Wherever a line in the records contains the word "returning", return that line.
** Data shown follows **
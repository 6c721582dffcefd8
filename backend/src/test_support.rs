//! In-memory fakes for the store, assistant API and executor seams

use async_trait::async_trait;
use chrono::{Duration as ChronoDuration, NaiveDate, NaiveDateTime};
use shared::{ContentBlock, HistoryMessage, MessageSender, QueryOutcome, QueryResults};
use std::collections::HashMap;
use std::sync::{Arc, Mutex};
use tokio_util::sync::CancellationToken;
use uuid::Uuid;

use crate::db::StoreError;
use crate::executor::QueryExecutor;
use crate::extract::QueryMap;
use crate::models::{Assistant, NewAssistant};
use crate::openai::{
    AssistantApi, AssistantApiError, RemoteAssistant, Run, RunStatus, Thread, ThreadMessage,
};
use crate::orchestrator::{Orchestrator, PollPolicy};
use crate::registry::AssistantRegistry;
use crate::store::{AssistantStore, ChatStore, Exchange};
use crate::AppState;

fn base_time() -> NaiveDateTime {
    NaiveDate::from_ymd_opt(2024, 1, 1)
        .unwrap()
        .and_hms_opt(0, 0, 0)
        .unwrap()
}

#[derive(Default)]
struct StoreState {
    assistants: Vec<Assistant>,
    /// Keyed by owning assistant and thread id
    chats: HashMap<(Uuid, String), Vec<HistoryMessage>>,
}

#[derive(Default)]
pub struct MemoryStore {
    state: Mutex<StoreState>,
    failing: bool,
}

impl MemoryStore {
    /// A store whose every operation fails
    pub fn failing() -> Self {
        Self {
            failing: true,
            ..Self::default()
        }
    }

    pub fn assistants(&self) -> Vec<Assistant> {
        self.state.lock().unwrap().assistants.clone()
    }

    fn check(&self) -> Result<(), StoreError> {
        if self.failing {
            Err(StoreError::Join("store offline".to_string()))
        } else {
            Ok(())
        }
    }
}

#[async_trait]
impl AssistantStore for MemoryStore {
    async fn insert(&self, new_assistant: NewAssistant) -> Result<Assistant, StoreError> {
        self.check()?;
        let mut state = self.state.lock().unwrap();
        let stamp = base_time() + ChronoDuration::seconds(state.assistants.len() as i64);
        let assistant = Assistant {
            id: Uuid::new_v4(),
            assistant_id: new_assistant.assistant_id,
            agent_name: new_assistant.agent_name,
            sql_username: new_assistant.sql_username,
            sql_password: new_assistant.sql_password,
            instructions: new_assistant.instructions,
            description: new_assistant.description,
            photo_option: new_assistant.photo_option,
            tables: new_assistant.tables,
            assistant_types: new_assistant.assistant_types,
            user_selected_model: new_assistant.user_selected_model,
            is_deleted: false,
            created_at: stamp,
            updated_at: stamp,
        };
        state.assistants.push(assistant.clone());
        Ok(assistant)
    }

    async fn list_active(&self) -> Result<Vec<Assistant>, StoreError> {
        self.check()?;
        let state = self.state.lock().unwrap();
        Ok(state
            .assistants
            .iter()
            .rev()
            .filter(|a| !a.is_deleted)
            .cloned()
            .collect())
    }

    async fn find_active(&self, assistant_id: &str) -> Result<Option<Assistant>, StoreError> {
        self.check()?;
        let state = self.state.lock().unwrap();
        Ok(state
            .assistants
            .iter()
            .find(|a| a.assistant_id == assistant_id && !a.is_deleted)
            .cloned())
    }

    async fn soft_delete(&self, assistant_id: &str) -> Result<bool, StoreError> {
        self.check()?;
        let mut state = self.state.lock().unwrap();
        match state
            .assistants
            .iter_mut()
            .find(|a| a.assistant_id == assistant_id && !a.is_deleted)
        {
            Some(assistant) => {
                assistant.is_deleted = true;
                Ok(true)
            }
            None => Ok(false),
        }
    }
}

#[async_trait]
impl ChatStore for MemoryStore {
    async fn record_exchange(
        &self,
        assistant: Uuid,
        thread_id: &str,
        exchange: Exchange,
    ) -> Result<(), StoreError> {
        self.check()?;
        let mut state = self.state.lock().unwrap();
        let messages = state
            .chats
            .entry((assistant, thread_id.to_string()))
            .or_default();
        messages.push(HistoryMessage {
            sender: MessageSender::User,
            content: exchange.question,
            timestamp: exchange.asked_at,
        });
        messages.push(HistoryMessage {
            sender: MessageSender::Assistant,
            content: exchange.answer,
            timestamp: exchange.answered_at,
        });
        Ok(())
    }

    async fn history(
        &self,
        assistant: Uuid,
        thread_id: &str,
    ) -> Result<Option<Vec<HistoryMessage>>, StoreError> {
        self.check()?;
        let state = self.state.lock().unwrap();
        Ok(state
            .chats
            .get(&(assistant, thread_id.to_string()))
            .cloned())
    }
}

#[derive(Default)]
struct ApiState {
    created_assistants: Vec<(String, String, String)>,
    threads: usize,
    posted: Vec<String>,
    /// Status checks made per run, indexed by run number
    checks: Vec<usize>,
}

/// Scripted assistant API.
///
/// Run `n` answers with the `n`th scripted reply. Every run walks the same
/// status script, staying on its last entry; without a script runs complete
/// immediately.
pub struct FakeAssistantApi {
    state: Mutex<ApiState>,
    replies: Vec<String>,
    statuses: Vec<RunStatus>,
    assistant_ids: bool,
}

impl FakeAssistantApi {
    pub fn new() -> Self {
        Self {
            state: Mutex::new(ApiState::default()),
            replies: Vec::new(),
            statuses: Vec::new(),
            assistant_ids: true,
        }
    }

    pub fn with_replies<const N: usize>(mut self, replies: [&str; N]) -> Self {
        self.replies = replies.iter().map(|r| r.to_string()).collect();
        self
    }

    pub fn with_statuses<const N: usize>(mut self, statuses: [RunStatus; N]) -> Self {
        self.statuses = statuses.to_vec();
        self
    }

    /// Assistant creation responds without an id
    pub fn without_assistant_ids(mut self) -> Self {
        self.assistant_ids = false;
        self
    }

    pub fn assistants_created(&self) -> usize {
        self.state.lock().unwrap().created_assistants.len()
    }

    pub fn last_created_assistant(&self) -> Option<(String, String, String)> {
        self.state.lock().unwrap().created_assistants.last().cloned()
    }

    pub fn threads_created(&self) -> usize {
        self.state.lock().unwrap().threads
    }

    pub fn posted_messages(&self) -> Vec<String> {
        self.state.lock().unwrap().posted.clone()
    }

    pub fn runs_created(&self) -> usize {
        self.state.lock().unwrap().checks.len()
    }

    /// Total status checks across all runs
    pub fn status_checks(&self) -> usize {
        self.state.lock().unwrap().checks.iter().sum()
    }

    fn status_at(&self, check: usize) -> RunStatus {
        self.statuses
            .get(check)
            .or(self.statuses.last())
            .copied()
            .unwrap_or(RunStatus::Completed)
    }

    fn run_number(run_id: &str) -> usize {
        run_id
            .trim_start_matches("run_")
            .parse::<usize>()
            .unwrap_or(0)
    }
}

#[async_trait]
impl AssistantApi for FakeAssistantApi {
    async fn create_assistant(
        &self,
        name: &str,
        instructions: &str,
        model: &str,
    ) -> Result<RemoteAssistant, AssistantApiError> {
        let mut state = self.state.lock().unwrap();
        state
            .created_assistants
            .push((name.to_string(), instructions.to_string(), model.to_string()));
        let id = format!("asst_{}", state.created_assistants.len());
        Ok(RemoteAssistant {
            id: self.assistant_ids.then_some(id),
            name: Some(name.to_string()),
            model: Some(model.to_string()),
        })
    }

    async fn create_thread(&self) -> Result<Thread, AssistantApiError> {
        let mut state = self.state.lock().unwrap();
        state.threads += 1;
        Ok(Thread {
            id: format!("thread_{}", state.threads),
        })
    }

    async fn add_user_message(
        &self,
        _thread_id: &str,
        content: &str,
    ) -> Result<(), AssistantApiError> {
        self.state.lock().unwrap().posted.push(content.to_string());
        Ok(())
    }

    async fn create_run(
        &self,
        _thread_id: &str,
        _assistant_id: &str,
    ) -> Result<Run, AssistantApiError> {
        let mut state = self.state.lock().unwrap();
        state.checks.push(0);
        Ok(Run {
            id: format!("run_{}", state.checks.len()),
            status: self.status_at(0),
            last_error: None,
        })
    }

    async fn retrieve_run(&self, _thread_id: &str, run_id: &str) -> Result<Run, AssistantApiError> {
        let mut state = self.state.lock().unwrap();
        let number = Self::run_number(run_id);
        if number == 0 || number > state.checks.len() {
            return Err(AssistantApiError::Status {
                status: 404,
                message: format!("No run found with id '{}'.", run_id),
            });
        }
        state.checks[number - 1] += 1;
        let status = self.status_at(state.checks[number - 1]);
        Ok(Run {
            id: run_id.to_string(),
            status,
            last_error: None,
        })
    }

    async fn list_messages(&self, _thread_id: &str) -> Result<Vec<ThreadMessage>, AssistantApiError> {
        let state = self.state.lock().unwrap();
        let runs = state.checks.len();
        Ok(self
            .replies
            .iter()
            .take(runs)
            .enumerate()
            .map(|(i, reply)| ThreadMessage {
                id: format!("msg_{}", i + 1),
                role: "assistant".to_string(),
                run_id: Some(format!("run_{}", i + 1)),
                content: vec![ContentBlock::text(reply.as_str())],
            })
            .rev()
            .collect())
    }
}

/// Executor that answers every query with the same rows
#[derive(Default)]
pub struct FakeExecutor {
    rows: Vec<serde_json::Value>,
    calls: Mutex<Vec<QueryMap>>,
}

impl FakeExecutor {
    pub fn returning(rows: serde_json::Value) -> Self {
        Self {
            rows: match rows {
                serde_json::Value::Array(rows) => rows,
                other => vec![other],
            },
            calls: Mutex::new(Vec::new()),
        }
    }

    pub fn calls(&self) -> Vec<QueryMap> {
        self.calls.lock().unwrap().clone()
    }
}

#[async_trait]
impl QueryExecutor for FakeExecutor {
    async fn execute(&self, queries: QueryMap) -> QueryResults {
        let results = queries
            .keys()
            .map(|label| {
                (
                    label.clone(),
                    QueryOutcome::Success {
                        rows: self.rows.clone(),
                    },
                )
            })
            .collect();
        self.calls.lock().unwrap().push(queries);
        results
    }
}

/// Application state wired entirely to in-memory fakes
pub fn test_state(api: Arc<FakeAssistantApi>, store: Arc<MemoryStore>) -> Arc<AppState> {
    let executor = Arc::new(FakeExecutor::returning(serde_json::json!([{"total": 42}])));
    Arc::new(AppState {
        registry: AssistantRegistry::new(store.clone(), api.clone(), "gpt-4-turbo"),
        chats: store,
        orchestrator: Orchestrator::new(api, executor, PollPolicy::default()),
        shutdown: CancellationToken::new(),
    })
}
** End of Data shown **
_Response below:_
    pub fn returning(rows: serde_json::Value) -> Self {
    let executor = Arc::new(FakeExecutor::returning(serde_json::json!([{"total": 42}])));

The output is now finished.